Шахиня | страница 32
– Мое предложение приводит вас в замешательство, – прошептал он.
– В самом деле, – ответила Елизавета, немного успокоившись, – я об этом пока не думала.
– О! Вы, надо полагать, шутите, – обронил Бирон с легкой усмешкой. – Вы, умеющая с таким вкусом и достоинством одеваться, не могли не знать, что вашей величавой красоте, дабы обрести абсолютное и всепокоряющее значение, просто необходима горностаевая мантия.
– Но завещание царицы...
– Разве оно стало бы первым, которое отменили, – живо перебил ее регент. – Давайте смотреть на вещи реально. Русский народ ненавидит владычество чужаков, и войска ждут только первого удобного случая, чтобы положить ему конец. Иван Шестой симпатиями не пользуется, а вас, дочь Петра Великого, любят. Все, что для русских есть святого в воспоминаниях, связано с вами, как и все, что сулит лучшее будущее.

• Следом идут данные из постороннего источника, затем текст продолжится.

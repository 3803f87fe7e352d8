use crate::drawing::{Scene, draw_splash};
use eyre::Result;
use smithay_client_toolkit::{
    compositor::CompositorState,
    output::OutputState,
    registry::RegistryState,
    shell::{WaylandSurface, wlr_layer::{LayerShell, LayerSurface}},
    shm::{Shm, slot::SlotPool},
};
use wayland_client::{QueueHandle, globals::GlobalList, protocol::wl_output};

pub struct App {
    pub registry_state: RegistryState,
    pub output_state: OutputState,
    pub compositor_state: CompositorState,
    /// Missing on compositors without wlr-layer-shell; resolution detection
    /// still works there, the splash does not.
    pub layer_shell: Option<LayerShell>,
    pub shm: Shm,
    pub pool: Option<SlotPool>,
    pub layer: Option<LayerSurface>,
    pub width: i32,
    pub height: i32,
    pub scene: Option<Scene>,

    pub bound_output: Option<wl_output::WlOutput>,
    pub target_display_name: Option<String>,
    /// Set when the compositor closed the surface or removed its output
    pub closed: bool,
    /// Scene changed since the last draw
    pub dirty: bool,
}

impl App {
    pub fn bind(
        globals: &GlobalList,
        qh: &QueueHandle<Self>,
        target_display_name: Option<String>,
    ) -> Result<Self> {
        let layer_shell = match LayerShell::bind(globals, qh) {
            Ok(shell) => Some(shell),
            Err(e) => {
                log::debug!("wlr-layer-shell unavailable: {}", e);
                None
            }
        };

        Ok(Self {
            registry_state: RegistryState::new(globals),
            output_state: OutputState::new(globals, qh),
            compositor_state: CompositorState::bind(globals, qh)?,
            layer_shell,
            shm: Shm::bind(globals, qh)?,
            pool: None,
            layer: None,
            width: 0,
            height: 0,
            scene: None,
            bound_output: None,
            target_display_name,
            closed: false,
            dirty: false,
        })
    }

    pub fn is_configured(&self) -> bool {
        self.width > 0 && self.height > 0
    }

    pub fn draw(&mut self) {
        let Some(scene) = self.scene.as_ref() else {
            return;
        };
        let Some(pool) = self.pool.as_mut() else {
            log::debug!("draw() called but pool is None");
            return;
        };
        let Some(layer) = &self.layer else {
            log::debug!("draw() called but layer is None");
            return;
        };
        if self.width == 0 || self.height == 0 {
            log::debug!("draw() called but dimensions are zero: {}x{}", self.width, self.height);
            return;
        }

        let stride = self.width * 4;
        let (buffer, canvas) = match pool.create_buffer(
            self.width,
            self.height,
            stride,
            wayland_client::protocol::wl_shm::Format::Argb8888,
        ) {
            Ok(b) => b,
            Err(e) => {
                log::warn!("Failed to create buffer: {:?}", e);
                return;
            }
        };

        if let Err(e) = draw_splash(canvas, self.width, self.height, scene) {
            log::warn!("Failed to draw splash: {}", e);
            return;
        }

        let surface = layer.wl_surface();
        surface.attach(Some(buffer.wl_buffer()), 0, 0);
        surface.damage_buffer(0, 0, self.width, self.height);
        surface.commit();

        self.dirty = false;
    }

    /// Drop the surface and its buffers; the compositor unmaps it on flush.
    pub fn release_surface(&mut self) {
        self.layer = None;
        self.pool = None;
        self.width = 0;
        self.height = 0;
    }
}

– Вы приобретете сердца, я – могущество, кто тогда сможет противостоять нам, если мы объединимся? Итак, я еще раз предлагаю вам трон, а сам удовольствуюсь тем, что буду вашим первым слугой.
– Бирон, привыкший повелевать, может оказаться способным перед кем-то склониться? – не без иронии заметила Елизавета.
– Ни перед кем, кроме вас, – ответил регент.
– А награду, какую вы потребуете для себя награду, герцог?
– Моей наградой были бы вы, – воскликнул Бирон.
Елизавета опустила глаза, казалось, она размышляет.
– Я не собираюсь делить с вами власть, – продолжал герцог, – роль, какую я играл рядом с императрицей Анной, была лишь справедливой компенсацией за безрадостное существование рядом с больной, слабой и нелюбезной особой. Вы же такая женщина, которая может одарить высшим блаженством, поэтому стать вашим рабом гораздо соблазнительнее, нежели быть повелителем какой-нибудь Анны. Я хочу владеть вами со всеми священными правами супруга, чтобы в качестве вашего мужа постоянно оставаться лишь самым преданным из ваших подданных. Теперь, великая княжна, вы знаете, чего я от вас за это требую. Решайтесь же!
Елизавета подняла на Бирона глаза и долго, не говоря ни слова, смотрела на него. Она сознавала, что герцог был таким мужчиной, какого она могла полюбить, красивым мужчиной, сила и энергия которого ей импонировали и дьявольская жестокость которого возбуждала ее сладострастие. В это мгновение она не думала ни о Шубине, ни о Лёвенвольде, еще меньше того о Шувалове, она думала лишь о себе. Она знала, что достойна была носить горностаевую мантию, она ощущала в себе от природы данную силу, которой покоряются люди, которая может подчинять себе целые народы, но именно по этой причине она хотела властвовать безраздельно.